Nathan
Nathan

Reputation: 6225

Fork and exit in Python

This code is supposed to try and start a server process and return. If the port was taken, it should say "couldn't bind to that port" and return. If the server started, it should print "Bound to port 51231" and return. But it does not return.

import socket
from multiprocessing import Process

def serverMainLoop(s,t):
    s.listen(5)
    while 1:
        pass # server goes here

host = ''
port = 51231
so = socket.socket(socket.AF_INET, socket.SOCK_STREAM)

try:
    so.bind((host,port))
    print "Bound to port %i"%port
    serverProcess = Process(target=serverMainloop, args=(so,60))
    serverProcess.start()
    sys.exit()
except socket.error, (value,message):
    if value==98:
        print "couldn't bind to that port"
    sys.exit()

Is there some switch I can throw that will make multiprocessing let me do this?

Upvotes: 0

Views: 11374

Answers (3)

theomega
theomega

Reputation: 32051

Check this page, it describes how to use os.fork() and os._exit(1) to build a daemon which forks to background.
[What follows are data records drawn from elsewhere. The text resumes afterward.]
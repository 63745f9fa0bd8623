// SPDX-License-Identifier: MIT OR Apache-2.0

//! Greedy word wrapping for status text

/// Anything that can report how wide a string renders
pub trait TextMeasure {
    /// Rendered width of `text` in pixels at `font_size`
    fn text_width(&self, text: &str, font_size: f32) -> f32;
}

/// Split `text` into lines no wider than `max_width`.
///
/// Each line is the longest prefix of the remaining text that fits, backed
/// off to the nearest space at or before the first character that does not
/// fit. The space a line breaks on is consumed. When the fitting prefix holds
/// no usable space a single character is emitted so the loop always makes
/// progress, even when `max_width` cannot hold one character.
pub fn wrap_text<M>(text: &str, max_width: f32, font_size: f32, measure: &M) -> Vec<String>
where
    M: TextMeasure + ?Sized,
{
    let mut lines = Vec::new();
    let mut remaining = text;

    while !remaining.is_empty() {
        if measure.text_width(remaining, font_size) <= max_width {
            lines.push(remaining.to_string());
            break;
        }

        let fit = fitting_prefix_len(remaining, max_width, font_size, measure);
        match break_space(remaining, fit) {
            Some(space) => {
                lines.push(remaining[..space].to_string());
                remaining = &remaining[space + 1..];
            }
            None => {
                let forced = remaining.chars().next().map_or(remaining.len(), char::len_utf8);
                lines.push(remaining[..forced].to_string());
                remaining = &remaining[forced..];
            }
        }
    }

    lines
}

/// Byte length of the longest proper prefix that fits, possibly 0
fn fitting_prefix_len<M>(text: &str, max_width: f32, font_size: f32, measure: &M) -> usize
where
    M: TextMeasure + ?Sized,
{
    text.char_indices()
        .rev()
        .map(|(idx, _)| idx)
        .find(|&idx| idx == 0 || measure.text_width(&text[..idx], font_size) <= max_width)
        .unwrap_or(0)
}

/// Byte offset of the space to break on, searching back from `fit`
fn break_space(text: &str, fit: usize) -> Option<usize> {
    if fit > 0 && text[fit..].starts_with(' ') {
        return Some(fit);
    }
    text[..fit].rfind(' ').filter(|&pos| pos > 0)
}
A prototype of what you perhaps want would be:

pid = os.fork()
if (pid == 0): # The first child.
   os.chdir("/")
   os.setsid()
   os.umask(0) 
   pid2 = os.fork() 
   if (pid2 == 0):  # Second child
     # YOUR CODE HERE
   else:
     sys.exit()    #First child exists
else:           # Parent Code
  sys.exit()   # Parent exists

For the reason why to fork twice see this Question (Short Version: It's needed to orphan the child and make it a child of the init-process)

Upvotes: 4

Marcelo Cantos
Marcelo Cantos

Reputation: 186098

As an alternative to writing a daemon, just write your program as a console process (testing it as such), and use a service management application like supervisord to run it as a service. Supervisord also does much more that just run your program as a service. It will monitor, restart, log, report status and status changes, and even provide a minimal web interface to manage your process.

Upvotes: 0

Mark
Mark

Reputation: 108567

To do what you describe, I wouldn't use multiprocessing, I'd look into writing a daemon.